Stereophile's music section exists to tout albums that offer good music and good sound, so I hesitated to review this album. A quarter sounds okay; the rest ranges from pretty bad to bad. The music, though, is so stunning—some of the greatest performances by Rollins, one of the great improvisers on tenor sax—that I'd feel remiss not alerting music lovers to its existence.

The album captures Rollins at three sessions in the Netherlands in May 1967—at a recording studio (pretty good sound), a nightclub (pretty bad sound), and the Arnhem Academy of Visual Arts (bad sound, though much improved over long-circulating bootlegs). Rollins plays with two of Holland's most notable jazz musicians, avant-garde drummer Han Bennink (who'd played with Eric Dolphy three years earlier) and Ruud Jacobs, a bassist with a warm, plummy sound that shines through even here.
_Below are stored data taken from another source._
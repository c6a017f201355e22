//! Storefront session state and event wiring.

use crate::action::{HostCommand, UiAction};
use crate::notify::{Notice, Notifier};
use crate::view::{self, CartView, MovieCard};
use reel_commerce::cart::{Cart, CartTotals, LineKey};
use reel_commerce::catalog::{Catalog, Movie};
use reel_commerce::ids::MovieId;
use reel_commerce::search::{CatalogQuery, CategoryFilter};
use reel_commerce::transaction::TransactionType;
use tracing::{debug, info};

/// Delay before the cart panel closes after a successful checkout, in
/// milliseconds. Long enough to let the user see the confirmation.
pub const PANEL_CLOSE_DELAY_MS: i64 = 300;

/// Notification shown when checking out an empty cart.
pub const EMPTY_CART_MESSAGE: &str = "Your cart is empty!";

/// Notification shown on a successful checkout.
pub const CHECKOUT_SUCCESS_MESSAGE: &str =
    "Thanks for your order! Your checkout has been completed.";

/// Cart panel open/closed state plus its single deferred close.
#[derive(Debug, Clone, Default, PartialEq, Eq)]
struct CartPanel {
    open: bool,
    close_at: Option<i64>,
}

/// One storefront session.
///
/// Owns the catalog, cart, filter state, notifier, and cart panel; the
/// host creates one at page load and drives it from its event loop. All
/// mutations happen synchronously inside a dispatched action, and the
/// only deferred work is the notice dismiss and the post-checkout panel
/// close, both fired by [`Storefront::tick`].
#[derive(Debug)]
pub struct Storefront {
    catalog: Catalog,
    cart: Cart,
    query: CatalogQuery,
    notifier: Notifier,
    panel: CartPanel,
}

impl Storefront {
    /// Start a session over an already-loaded catalog.
    pub fn new(catalog: Catalog) -> Self {
        Self {
            catalog,
            cart: Cart::new(),
            query: CatalogQuery::new(),
            notifier: Notifier::new(),
            panel: CartPanel::default(),
        }
    }

    // ------------------------------------------------------------------
    // Read surface
    // ------------------------------------------------------------------

    /// The loaded catalog.
    pub fn catalog(&self) -> &Catalog {
        &self.catalog
    }

    /// The session cart.
    pub fn cart(&self) -> &Cart {
        &self.cart
    }

    /// Current filter state.
    pub fn query(&self) -> &CatalogQuery {
        &self.query
    }

    /// The visible notice, if any.
    pub fn notice(&self) -> Option<&Notice> {
        self.notifier.current()
    }

    /// Whether the cart panel is open.
    pub fn is_cart_open(&self) -> bool {
        self.panel.open
    }

    /// Movies matching the current query, in catalog order.
    pub fn visible_movies(&self) -> Vec<&Movie> {
        self.query.apply(self.catalog.movies())
    }

    /// Cards for the visible movies.
    pub fn catalog_cards(&self) -> Vec<MovieCard> {
        view::movie_cards(&self.visible_movies())
    }

    /// The rendered cart listing with totals.
    pub fn cart_view(&self) -> CartView {
        view::cart_view(&self.cart, &self.catalog)
    }

    /// Cart totals, computed on demand.
    pub fn cart_totals(&self) -> CartTotals {
        self.cart.totals(&self.catalog)
    }

    // ------------------------------------------------------------------
    // Typed operations
    // ------------------------------------------------------------------

    /// Update the search term. A non-empty term overrides the category.
    pub fn set_search_term(&mut self, term: impl Into<String>) {
        self.query.term = term.into();
    }

    /// Select a category filter control, clearing the search box (the
    /// two controls are exclusive; choosing a category starts fresh).
    pub fn select_category(&mut self, label: &str) {
        self.query.term.clear();
        self.query.category = CategoryFilter::parse(label);
    }

    /// Add one unit of a movie to the cart and confirm with a notice.
    ///
    /// Unknown ids are ignored: the catalog is static, so a miss means
    /// stale action data, not a user-facing error.
    pub fn add_to_cart(&mut self, id: MovieId, transaction: TransactionType, now_ms: i64) {
        let Some(movie) = self.catalog.get(id) else {
            debug!(movie_id = %id, "add_to_cart: unknown movie id, ignoring");
            return;
        };
        let name = movie.name.clone();
        let price = movie.price_for(transaction);

        self.cart.add(id, price, transaction);
        self.notifier
            .notify(format!("\"{}\" added to cart!", name), now_ms);
    }

    /// Remove a cart line by key. Absent keys are a no-op.
    pub fn remove_line(&mut self, key: &LineKey) -> bool {
        self.cart.remove(key)
    }

    /// Open or close the cart panel. A manual toggle cancels any pending
    /// deferred close.
    pub fn toggle_cart_panel(&mut self) {
        self.panel.open = !self.panel.open;
        self.panel.close_at = None;
    }

    /// Check out the cart.
    ///
    /// An empty cart only produces a notice. Otherwise the cart is
    /// cleared, a success notice is shown, and the panel close is
    /// scheduled shortly after so the confirmation stays visible. A
    /// repeat call supersedes a pending close.
    pub fn checkout(&mut self, now_ms: i64) {
        if self.cart.is_empty() {
            self.notifier.notify(EMPTY_CART_MESSAGE, now_ms);
            return;
        }

        let totals = self.cart_totals();
        info!(
            items = totals.item_count,
            total = %totals.total,
            "checkout complete"
        );

        self.cart.clear();
        self.notifier.notify(CHECKOUT_SUCCESS_MESSAGE, now_ms);
        if self.panel.open {
            self.panel.close_at = Some(now_ms + PANEL_CLOSE_DELAY_MS);
        }
    }

    /// Fire any deferred actions whose deadline has passed.
    pub fn tick(&mut self, now_ms: i64) {
        self.notifier.tick(now_ms);
        if let Some(close_at) = self.panel.close_at {
            if now_ms >= close_at {
                self.panel.open = false;
                self.panel.close_at = None;
            }
        }
    }

    // ------------------------------------------------------------------
    // Raw action dispatch
    // ------------------------------------------------------------------

    /// Apply a raw UI action.
    ///
    /// Malformed payloads (unparseable id, unknown action kind, bad
    /// composite key) are silently ignored. Returns a command when the
    /// host has presentation work to do.
    pub fn dispatch(&mut self, action: UiAction, now_ms: i64) -> Option<HostCommand> {
        match action {
            UiAction::Search(term) => self.set_search_term(term),
            UiAction::Category(label) => self.select_category(&label),
            UiAction::Card { id, kind } => {
                match (MovieId::parse(&id), TransactionType::from_str(&kind)) {
                    (Some(id), Some(transaction)) => self.add_to_cart(id, transaction, now_ms),
                    _ => debug!(%id, %kind, "card action: malformed payload, ignoring"),
                }
            }
            UiAction::RemoveLine(raw) => match LineKey::parse(&raw) {
                Some(key) => {
                    self.remove_line(&key);
                }
                None => debug!(key = %raw, "remove action: malformed key, ignoring"),
            },
            UiAction::ToggleCart => self.toggle_cart_panel(),
            UiAction::Checkout => self.checkout(now_ms),
            UiAction::ScrollToTop => return Some(HostCommand::ScrollToTop),
        }
        None
    }
}
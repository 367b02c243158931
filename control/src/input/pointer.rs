//! Pointer abstraction tracking its state over time.

use crate::geometry::Point;
use crate::input::button::Button;
use crate::input::snapshot::Snapshot;

/// Current pointer position and button edges.
///
/// Note that despite its attributes being public, they should be only read
/// from; updates go through `update`.
#[derive(Debug, Default)]
#[cfg_attr(feature = "defmt", derive(defmt::Format))]
pub struct Pointer {
    pub position: Point,
    pub button: Button,
}

impl Pointer {
    pub fn update(&mut self, snapshot: Snapshot) {
        self.position = snapshot.position;
        self.button.update(snapshot.button);
    }
}
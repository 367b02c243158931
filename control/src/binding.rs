//! Structural binding of a knob to its page elements.

use crate::geometry::Rect;

/// Where a knob sits on the page and which companion outputs exist for it.
///
/// The embedding layer resolves its elements once at startup and states
/// what it found. Either companion may be absent; the corresponding
/// reaction output is then skipped rather than failing.
#[derive(Debug, Default, Clone, Copy)]
#[cfg_attr(feature = "defmt", derive(defmt::Format))]
pub struct Binding {
    pub rect: Rect,
    pub has_percent_display: bool,
    pub has_stored_field: bool,
}
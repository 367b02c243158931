//! Exponential lag over attribute changes.
//!
//! Attributes arrive in control-rate steps. Running them through this lag
//! before they reach the audio path avoids zipper noise on every knob turn.

use libm::expf;

#[derive(Debug, Clone, Copy)]
#[cfg_attr(feature = "defmt", derive(defmt::Format))]
pub struct SmoothedValue {
    current: f32,
    target: f32,
    coefficient: f32,
}

impl SmoothedValue {
    #[must_use]
    pub fn new(value: f32, sample_rate: f32, lag_in_seconds: f32) -> Self {
        assert!(sample_rate > 0.0);
        assert!(lag_in_seconds > 0.0);
        Self {
            current: value,
            target: value,
            coefficient: expf(-1.0 / (sample_rate * lag_in_seconds)),
        }
    }

    pub fn set(&mut self, target: f32) {
        self.target = target;
    }

    pub fn next(&mut self) -> f32 {
        self.current = self.target + (self.current - self.target) * self.coefficient;
        self.current
    }

    pub fn value(&self) -> f32 {
        self.current
    }
}
//! Manage the pointer button's state.

/// Use this to hold the button state over time.
///
/// Detects the down and up edges between consecutive updates; drags start
/// on the former and end on the latter.
#[derive(Debug, Default)]
#[cfg_attr(feature = "defmt", derive(defmt::Format))]
pub struct Button {
    pub pressed: bool,
    pub clicked: bool,
    pub released: bool,
}

impl Button {
    pub fn update(&mut self, down: bool) {
        let was_pressed = self.pressed;
        self.pressed = down;
        self.clicked = !was_pressed && self.pressed;
        self.released = was_pressed && !self.pressed;
    }
}

#[cfg(test)]
mod tests {
    use super::*;

    #[test]
    fn when_was_up_and_now_is_down_it_is_marked_as_clicked() {
        let mut button = Button::default();
        assert!(!button.clicked);
        button.update(true);
        assert!(button.clicked);
        button.update(true);
        assert!(!button.clicked);
        button.update(false);
        assert!(!button.clicked);
    }

    #[test]
    fn when_was_down_and_now_is_up_it_is_marked_as_released() {
        let mut button = Button::default();
        button.update(true);
        assert!(!button.released);
        button.update(false);
        assert!(button.released);
        button.update(false);
        assert!(!button.released);
    }

    #[test]
    fn when_held_down_neither_edge_is_reported() {
        let mut button = Button::default();
        button.update(true);
        button.update(true);
        button.update(true);
        assert!(button.pressed);
        assert!(!button.clicked);
        assert!(!button.released);
    }
}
Bennink pushes Rollins out, Jacobs pulls him in, and between the currents the saxophone colossus uncorks some of his most adventurous excursions on disc—notably, a 22-minute cover of "Three Little Words" that locks on to the rhythms of the earth and the pulses of the cosmos in a way unmatched this side of Parker and Coltrane.

The album captures Rollins at a previously undocumented moment: the start of a five-year recording sabbatical between East Broadway Run Down (1966), the finale in his most experimental phase, and his return in '72 with a more toned-down sound. The LP, mastered by Bernie Grundman, has more depth and dynamics than the CD, but the difference isn't huge.—Fred Kaplan

COMMENTS
jtshaw's picture

Thomas Conrad and Fred Kaplan have never led me astray, and my jazz collection has benefited immensely from their reviews. Thanks to both JA's who have kept them in the Stereophile arsenal for such a long and productive time.

avanti1960's picture

the first track of the Sonny Rollins CD sounded unbelievable, sublime and nearly perfect in every audio way. after that- low fi all the way. such a shame....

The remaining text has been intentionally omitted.